Nextiva · Healthcare Contact Center

Case study contents

    UX Case Study · Enterprise AI · Healthcare

    An AI copilot healthcare agents actually trust.

    A fragmented contact-center workflow, rebuilt as one AI-assisted workspace with the actual product screens as the evidence.

    Company
    Nextiva
    Role
    Lead Product Designer
    Product
    Healthcare Contact Center Platform
    Platform
    Desktop web app
    nextiva · agent workspace live call, mid-booking
    The unified agent workspace mid-call, with NextIQ drafting a suggested action and pre-filling the booking
    Actual product screen: the call transcript, the copilot's suggested action, and the pre-filled booking — side by side, live.
    01

    Executive summary

    Healthcare agents were drowning in software instead of listening to patients.

    I led the end-to-end design of a workspace for agents who schedule appointments, manage prescriptions, and handle billing over the phone. First I consolidated four fragmented systems into one canvas. When testing showed that wasn't enough, I evolved it into an AI copilot that listens to the call and does the searching so the agent can focus on the patient.

    It shipped as an MVP pilot, so I have no production metrics — and won't invent any. What follows is the research, the screens, and the pivot, built around one non-negotiable: the AI recommends, the human decides.

    02

    Project overview

    Nextiva brought its unified CX platform into healthcare, where a "customer" is a patient and a mistake has consequences most SaaS never sees. I owned interaction design and strategy for appointment scheduling, rescheduling, prescriptions, and bill pay from research synthesis through the high-fidelity AI model.

    Who it's for

    Front-desk / patient-access agents, and the clinicians who inherit the outcomes.

    What it does

    Turns a phone call into a completed, correct action without the agent leaving the screen.

    Why now

    Voice is still the dominant channel in healthcare, and agents were absorbing that load with disconnected tools.

    03

    Business context

    Every minute an agent spends hunting through screens is a longer hold, a longer call, and a higher chance the patient calls back.
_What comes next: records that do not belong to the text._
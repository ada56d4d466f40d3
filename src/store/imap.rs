use std::collections::{HashMap, HashSet};
use std::sync::Arc;

use chrono::{DateTime, Utc};
use futures::StreamExt;
use indexmap::IndexMap;
use tokio::sync::Mutex;

use melib::backends::{
    BackendEventConsumer, EnvelopeHashBatch, FlagOp, IsSubscribedFn, MailBackend,
};
use melib::conf::AccountSettings;
use melib::email::headers::HeaderName;
use melib::email::{Envelope, Flag};
use melib::imap::ImapType;
use melib::search::Query;
use melib::{AccountHash, EnvelopeHash, MailboxHash};

use super::{ListPattern, MailStore};
use crate::config::Config;
use crate::error::{Error, Result};
use crate::models::{FolderPath, MessageId};

/// Mail store backed by a live IMAP session (melib).
///
/// melib addresses mailboxes by hash, so the store keeps a path → hash map
/// that is refreshed whenever a lookup misses or the folder tree changes.
pub struct ImapStore {
    backend: Arc<Mutex<Box<ImapType>>>,
    delimiter: char,
    mailboxes: Mutex<HashMap<String, MailboxHash>>,
    /// Messages flagged deleted per mailbox, waiting for `expunge`.
    pending_expunge: Mutex<HashMap<MailboxHash, HashSet<EnvelopeHash>>>,
    /// Mailboxes whose UIDs melib has mapped to envelope hashes since they
    /// were last selected or written to. `SEARCH` results for UIDs melib has
    /// not seen are dropped, so such a mailbox is re-fetched before a search.
    indexed: Mutex<HashSet<MailboxHash>>,
}

impl std::fmt::Debug for ImapStore {
    fn fmt(&self, f: &mut std::fmt::Formatter<'_>) -> std::fmt::Result {
        f.debug_struct("ImapStore")
            .field("delimiter", &self.delimiter)
            .finish_non_exhaustive()
    }
}

impl ImapStore {
    /// Connect to the IMAP server using the given config.
    pub async fn connect(config: &Config) -> Result<Self> {
        let mut extra = IndexMap::new();
        extra.insert("server_hostname".into(), config.imap_server.clone());
        extra.insert("server_username".into(), config.username.clone());
        extra.insert("server_password".into(), config.password.clone());
        extra.insert("server_port".into(), config.imap_port.to_string());
        extra.insert("use_tls".into(), "true".into());
        extra.insert(
            "use_starttls".into(),
            if config.use_starttls { "true" } else { "false" }.into(),
        );
        extra.insert("danger_accept_invalid_certs".into(), "false".into());

        let account_settings = AccountSettings {
            name: config.username.clone(),
            root_mailbox: config.inbox.clone(),
            format: "imap".into(),
            identity: config.recipient.clone(),
            extra,
            ..Default::default()
        };

        let is_subscribed: IsSubscribedFn =
            (Arc::new(|_: &str| true) as Arc<dyn Fn(&str) -> bool + Send + Sync>).into();

        let event_consumer = BackendEventConsumer::new(Arc::new(
            |_account_hash: AccountHash, event: melib::backends::BackendEvent| {
                log::debug!("IMAP backend event: {:?}", event);
            },
        ));

        let backend = ImapType::new(&account_settings, is_subscribed, event_consumer)
            .map_err(|e| Error::Store(format!("Failed to create IMAP backend: {e}")))?;

        let store = ImapStore {
            backend: Arc::new(Mutex::new(backend)),
            delimiter: config.delimiter,
            mailboxes: Mutex::new(HashMap::new()),
            pending_expunge: Mutex::new(HashMap::new()),
            indexed: Mutex::new(HashSet::new()),
        };

        {
            let backend = store.backend.lock().await;
            let online_future = backend
                .is_online()
                .map_err(|e| Error::Store(format!("IMAP is_online failed: {e}")))?;
            online_future
                .await
                .map_err(|e| Error::Store(format!("IMAP connection failed: {e}")))?;
        }
        log::info!("Connected to {}:{}", config.imap_server, config.imap_port);

        store.refresh_mailboxes().await?;
        Ok(store)
    }

    async fn refresh_mailboxes(&self) -> Result<()> {
        let future = {
            let backend = self.backend.lock().await;
            backend
                .mailboxes()
                .map_err(|e| Error::Store(format!("Failed to request mailboxes: {e}")))?
        };
        let mailboxes = future
            .await
            .map_err(|e| Error::Store(format!("Failed to fetch mailboxes: {e}")))?;

        let paths = mailboxes
            .iter()
            .map(|(hash, mailbox)| (mailbox.path().to_string(), *hash))
            .collect();
        *self.mailboxes.lock().await = paths;
        Ok(())
    }

    async fn lookup(&self, folder: &FolderPath) -> Result<Option<MailboxHash>> {
        let key = folder.to_string();
        if let Some(hash) = self.mailboxes.lock().await.get(&key) {
            return Ok(Some(*hash));
        }
        self.refresh_mailboxes().await?;
        Ok(self.mailboxes.lock().await.get(&key).copied())
    }

    async fn mailbox_hash(&self, folder: &FolderPath) -> Result<MailboxHash> {
        self.lookup(folder)
            .await?
            .ok_or_else(|| Error::FolderNotFound(folder.to_string()))
    }

    /// All undeleted envelopes of a mailbox.
    async fn envelopes(&self, mailbox_hash: MailboxHash) -> Result<Vec<Envelope>> {
        let stream = {
            let mut backend = self.backend.lock().await;
            backend
                .fetch(mailbox_hash)
                .map_err(|e| Error::Store(format!("Failed to start fetch: {e}")))?
        };

        let mut stream = std::pin::pin!(stream);
        let mut envelopes = Vec::new();
        while let Some(batch) = stream.next().await {
            let batch =
                batch.map_err(|e| Error::Store(format!("Error fetching envelopes: {e}")))?;
            envelopes.extend(
                batch
                    .into_iter()
                    .filter(|env| !env.flags().contains(Flag::TRASHED)),
            );
        }
        Ok(envelopes)
    }

    async fn bytes(&self, hash: EnvelopeHash) -> Result<Vec<u8>> {
        let future = {
            let backend = self.backend.lock().await;
            backend
                .envelope_bytes_by_hash(hash)
                .map_err(|e| Error::Store(format!("Failed to request message bytes: {e}")))?
        };
        future
            .await
            .map_err(|e| Error::Store(format!("Failed to fetch message bytes: {e}")))
    }

    async fn ensure_indexed(&self, mailbox_hash: MailboxHash) -> Result<()> {
        if self.indexed.lock().await.contains(&mailbox_hash) {
            return Ok(());
        }
        let count = self.envelopes(mailbox_hash).await?.len();
        log::debug!("Indexed {} envelopes in mailbox {}", count, mailbox_hash);
        self.indexed.lock().await.insert(mailbox_hash);
        Ok(())
    }

    async fn invalidate(&self, mailbox_hash: MailboxHash) {
        self.indexed.lock().await.remove(&mailbox_hash);
    }
}

/// `HEADER <name> <needle> NOT DELETED`, evaluated by the server.
fn header_query(header: &str, needle: &str) -> Result<Query> {
    let name = HeaderName::try_from(header)
        .map_err(|e| Error::Store(format!("Invalid header name {header:?}: {e}")))?;
    Ok(Query::And(
        Box::new(Query::Header(name, needle.to_string())),
        Box::new(Query::Not(Box::new(Query::Flags(vec!["deleted".into()])))),
    ))
}

impl MailStore for ImapStore {
    /// Also drops the folder's UID index so the next search sees messages
    /// other clients delivered since.
    async fn select(&self, folder: &FolderPath) -> Result<bool> {
        match self.lookup(folder).await? {
            Some(hash) => {
                self.invalidate(hash).await;
                Ok(true)
            }
            None => Ok(false),
        }
    }

    async fn create(&self, folder: &FolderPath) -> Result<()> {
        let future = {
            let mut backend = self.backend.lock().await;
            backend
                .create_mailbox(folder.to_string())
                .map_err(|e| Error::Store(format!("Failed to request create {folder}: {e}")))?
        };
        let (hash, _) = future
            .await
            .map_err(|e| Error::Store(format!("Failed to create {folder}: {e}")))?;
        self.mailboxes.lock().await.insert(folder.to_string(), hash);
        Ok(())
    }

    async fn subscribe(&self, folder: &FolderPath) -> Result<()> {
        let hash = self.mailbox_hash(folder).await?;
        let future = {
            let mut backend = self.backend.lock().await;
            backend
                .set_mailbox_subscription(hash, true)
                .map_err(|e| Error::Store(format!("Failed to request subscribe {folder}: {e}")))?
        };
        future
            .await
            .map_err(|e| Error::Store(format!("Failed to subscribe {folder}: {e}")))
    }

    async fn unsubscribe(&self, folder: &FolderPath) -> Result<()> {
        let hash = self.mailbox_hash(folder).await?;
        let future = {
            let mut backend = self.backend.lock().await;
            backend
                .set_mailbox_subscription(hash, false)
                .map_err(|e| Error::Store(format!("Failed to request unsubscribe {folder}: {e}")))?
        };
        future
            .await
            .map_err(|e| Error::Store(format!("Failed to unsubscribe {folder}: {e}")))
    }

    async fn delete(&self, folder: &FolderPath) -> Result<()> {
        let hash = self.mailbox_hash(folder).await?;
        let future = {
            let mut backend = self.backend.lock().await;
            backend
                .delete_mailbox(hash)
                .map_err(|e| Error::Store(format!("Failed to request delete {folder}: {e}")))?
        };
        future
            .await
            .map_err(|e| Error::Store(format!("Failed to delete {folder}: {e}")))?;
        self.mailboxes.lock().await.remove(&folder.to_string());
        Ok(())
    }

    async fn list(&self, under: &FolderPath, pattern: ListPattern<'_>) -> Result<Vec<FolderPath>> {
        self.refresh_mailboxes().await?;
        let mut folders: Vec<FolderPath> = self
            .mailboxes
            .lock()
            .await
            .keys()
            .map(|path| FolderPath::parse(path, self.delimiter))
            .filter(|p| pattern.matches(under, p))
            .collect();
        folders.sort_by_key(|p| p.to_string());
        Ok(folders)
    }

    async fn search_header(
        &self,
        folder: &FolderPath,
        header: &str,
        needle: &str,
    ) -> Result<Vec<MessageId>> {
        let mailbox_hash = self.mailbox_hash(folder).await?;
        let query = header_query(header, needle)?;

        self.ensure_indexed(mailbox_hash).await?;
        let future = {
            let backend = self.backend.lock().await;
            backend
                .search(query, Some(mailbox_hash))
                .map_err(|e| Error::Store(format!("Failed to request search in {folder}: {e}")))?
        };
        let hits = future
            .await
            .map_err(|e| Error::Store(format!("Failed to search {folder}: {e}")))?;
        Ok(hits.into_iter().map(|hash| MessageId(hash.0)).collect())
    }

    async fn fetch(&self, _folder: &FolderPath, id: MessageId) -> Result<Vec<u8>> {
        self.bytes(EnvelopeHash(id.0)).await
    }

    async fn append(
        &self,
        folder: &FolderPath,
        raw: &[u8],
        _timestamp: DateTime<Utc>,
    ) -> Result<()> {
        // melib's APPEND takes no internal date; servers fall back to the
        // message's own Date header for sorting.
        let mailbox_hash = self.mailbox_hash(folder).await?;
        let future = {
            let mut backend = self.backend.lock().await;
            backend
                .save(raw.to_vec(), mailbox_hash, None)
                .map_err(|e| Error::Store(format!("Failed to request append to {folder}: {e}")))?
        };
        future
            .await
            .map_err(|e| Error::Store(format!("Failed to append to {folder}: {e}")))?;
        self.invalidate(mailbox_hash).await;
        Ok(())
    }

    async fn copy(&self, folder: &FolderPath, id: MessageId, dest: &FolderPath) -> Result<()> {
        let source = self.mailbox_hash(folder).await?;
        let destination = self.mailbox_hash(dest).await?;
        let future = {
            let mut backend = self.backend.lock().await;
            backend
                .copy_messages(
                    EnvelopeHashBatch::from(EnvelopeHash(id.0)),
                    source,
                    destination,
                    false,
                )
                .map_err(|e| Error::Store(format!("Failed to request copy: {e}")))?
        };
        future
            .await
            .map_err(|e| Error::Store(format!("Failed to copy {id} to {dest}: {e}")))?;
        self.invalidate(destination).await;
        Ok(())
    }

    async fn flag_deleted(&self, folder: &FolderPath, id: MessageId) -> Result<()> {
        let mailbox_hash = self.mailbox_hash(folder).await?;
        let envelope_hash = EnvelopeHash(id.0);
        let future = {
            let mut backend = self.backend.lock().await;
            backend
                .set_flags(
                    EnvelopeHashBatch::from(envelope_hash),
                    mailbox_hash,
                    vec![FlagOp::Set(Flag::TRASHED)],
                )
                .map_err(|e| Error::Store(format!("Failed to request set_flags: {e}")))?
        };
        future
            .await
            .map_err(|e| Error::Store(format!("Failed to flag {id} deleted: {e}")))?;

        self.pending_expunge
            .lock()
            .await
            .entry(mailbox_hash)
            .or_default()
            .insert(envelope_hash);
        Ok(())
    }

    async fn expunge(&self, folder: &FolderPath) -> Result<()> {
        let mailbox_hash = self.mailbox_hash(folder).await?;
        let pending = self
            .pending_expunge
            .lock()
            .await
            .remove(&mailbox_hash)
            .unwrap_or_default();

        for envelope_hash in pending {
            let future = {
                let mut backend = self.backend.lock().await;
                backend
                    .delete_messages(EnvelopeHashBatch::from(envelope_hash), mailbox_hash)
                    .map_err(|e| Error::Store(format!("Failed to request expunge: {e}")))?
            };
            future
                .await
                .map_err(|e| Error::Store(format!("Failed to expunge {folder}: {e}")))?;
        }
        Ok(())
    }
}

#[cfg(test)]
mod tests {
    use melib::imap::ToImapSearch;

    use super::*;

    #[test]
    fn header_search_runs_on_the_server() {
        let search = header_query("X-RSS2IMAP-LINK", "http://x/1")
            .unwrap()
            .to_imap_search()
            .to_ascii_lowercase();
        assert!(
            search.contains(r#"header "x-rss2imap-link" "http://x/1""#),
            "{search}"
        );
        assert!(search.contains("not ("), "{search}");
        assert!(search.contains("deleted"), "{search}");
    }

    #[test]
    fn invalid_header_name_is_a_store_error() {
        assert!(matches!(
            header_query("Bad Header:", "x"),
            Err(Error::Store(_))
        ));
    }
}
Healthcare was Nextiva's wedge: a high-stakes vertical where a unified, careful AI workspace could beat legacy telephony bolted onto legacy EHRs under HIPAA, integrations we didn't control, and agents measured on speed who can't afford to be wrong.

    62% of calls go unanswered

    At small businesses generally healthcare practices are among the most affected. — Forbes, 2024

    76% report being overwhelmed

    Healthcare leaders citing administrative workload as a primary strain. — Edge Research, 2026

    1 in 3 patients leave

    After just one bad experience with a provider they otherwise trust. — PwC

    Industry figures cited from Nextiva's published healthcare research — market context, not results from this project.

    04

    My role

    Lead Product Designer the single design owner end-to-end, alongside Product, Engineering, and a dedicated UX Research team.

    Strategy & ownership

    Led design for scheduling, prescriptions, and bill pay; translated research into a direction and defended it with stakeholders.

    Craft

    Flows, wireframes, hi-fi screens, and the AI copilot interaction model, authored from first principles.

    Collaboration

    Daily with PM and Engineering on feasibility; with Research to keep decisions evidence-based.

    Through MVP

    Stayed with the work from discovery into build, adjusting scope as the pilot took shape.

    05

    Research

    A dedicated UX Research team led a mixed-methods study; I sat in on sessions, pressure-tested findings, and turned insight into decisions.

    Method 01

    User interviews

    How agents define a "good call."

    Method 02

    Contextual inquiry

    Real work, real environments the tabs, the holds.

    Method 03

    Workflow analysis

    The true path of a request across every system it touched.

    Method 04

    Usability testing

    Our designs against the workflows they were meant to fix.

    06

    What we learned

    Agents wanted to help people, and the software kept getting in the way.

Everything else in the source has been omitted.